### WHAT YOU NEED TO DO
Show all lines of the entries in which the word "diff" is found.

### PROVIDED RECORDS
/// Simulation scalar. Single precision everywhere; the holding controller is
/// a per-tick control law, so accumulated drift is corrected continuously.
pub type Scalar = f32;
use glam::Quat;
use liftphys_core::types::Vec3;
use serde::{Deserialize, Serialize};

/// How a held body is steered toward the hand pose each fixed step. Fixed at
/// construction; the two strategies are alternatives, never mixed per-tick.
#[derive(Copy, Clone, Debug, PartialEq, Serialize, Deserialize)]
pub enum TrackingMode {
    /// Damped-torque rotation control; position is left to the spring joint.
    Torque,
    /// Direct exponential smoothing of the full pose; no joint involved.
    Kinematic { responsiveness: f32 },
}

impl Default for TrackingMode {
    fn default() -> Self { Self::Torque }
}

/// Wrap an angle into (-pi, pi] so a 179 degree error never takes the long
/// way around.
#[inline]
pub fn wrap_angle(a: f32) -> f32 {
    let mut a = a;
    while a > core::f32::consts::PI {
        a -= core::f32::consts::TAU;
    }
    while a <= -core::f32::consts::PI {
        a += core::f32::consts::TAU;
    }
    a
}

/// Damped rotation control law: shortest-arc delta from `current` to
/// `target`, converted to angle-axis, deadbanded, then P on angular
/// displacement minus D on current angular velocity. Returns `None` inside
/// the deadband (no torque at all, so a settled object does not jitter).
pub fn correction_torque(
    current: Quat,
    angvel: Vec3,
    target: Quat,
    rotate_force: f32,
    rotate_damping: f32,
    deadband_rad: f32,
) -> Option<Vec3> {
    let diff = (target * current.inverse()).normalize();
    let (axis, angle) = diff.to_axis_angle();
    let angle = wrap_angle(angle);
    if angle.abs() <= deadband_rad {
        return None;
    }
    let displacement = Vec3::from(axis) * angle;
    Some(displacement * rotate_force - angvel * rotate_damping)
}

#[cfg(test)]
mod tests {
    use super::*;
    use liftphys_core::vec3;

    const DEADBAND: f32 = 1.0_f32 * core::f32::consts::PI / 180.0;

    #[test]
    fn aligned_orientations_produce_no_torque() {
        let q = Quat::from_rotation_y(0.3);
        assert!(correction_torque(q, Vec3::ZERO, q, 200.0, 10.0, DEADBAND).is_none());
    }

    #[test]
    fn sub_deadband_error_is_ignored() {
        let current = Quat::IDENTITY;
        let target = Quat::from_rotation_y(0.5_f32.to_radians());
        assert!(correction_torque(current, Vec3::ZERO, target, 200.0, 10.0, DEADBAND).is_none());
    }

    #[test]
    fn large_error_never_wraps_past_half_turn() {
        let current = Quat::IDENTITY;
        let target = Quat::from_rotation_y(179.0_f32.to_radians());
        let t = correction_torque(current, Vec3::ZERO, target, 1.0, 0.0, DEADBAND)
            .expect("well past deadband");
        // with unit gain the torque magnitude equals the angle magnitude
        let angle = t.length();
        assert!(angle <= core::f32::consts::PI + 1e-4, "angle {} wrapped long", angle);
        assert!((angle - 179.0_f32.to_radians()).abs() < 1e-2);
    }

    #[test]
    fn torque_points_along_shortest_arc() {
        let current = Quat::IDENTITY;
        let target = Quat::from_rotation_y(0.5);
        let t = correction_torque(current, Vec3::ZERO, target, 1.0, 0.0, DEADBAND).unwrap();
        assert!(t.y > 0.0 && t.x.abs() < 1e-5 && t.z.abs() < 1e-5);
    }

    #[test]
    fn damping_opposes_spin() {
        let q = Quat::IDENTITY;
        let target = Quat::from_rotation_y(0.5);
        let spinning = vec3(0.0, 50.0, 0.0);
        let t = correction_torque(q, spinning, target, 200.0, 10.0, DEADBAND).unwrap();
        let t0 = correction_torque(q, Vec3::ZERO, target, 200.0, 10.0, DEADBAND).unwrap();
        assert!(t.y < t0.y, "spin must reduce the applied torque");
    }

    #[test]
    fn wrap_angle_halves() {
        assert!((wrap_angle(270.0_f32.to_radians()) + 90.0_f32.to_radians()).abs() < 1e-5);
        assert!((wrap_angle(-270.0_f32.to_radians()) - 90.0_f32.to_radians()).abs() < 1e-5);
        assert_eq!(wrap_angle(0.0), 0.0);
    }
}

### ANSWER BELOW
    let diff = (target * current.inverse()).normalize();
    let (axis, angle) = diff.to_axis_angle();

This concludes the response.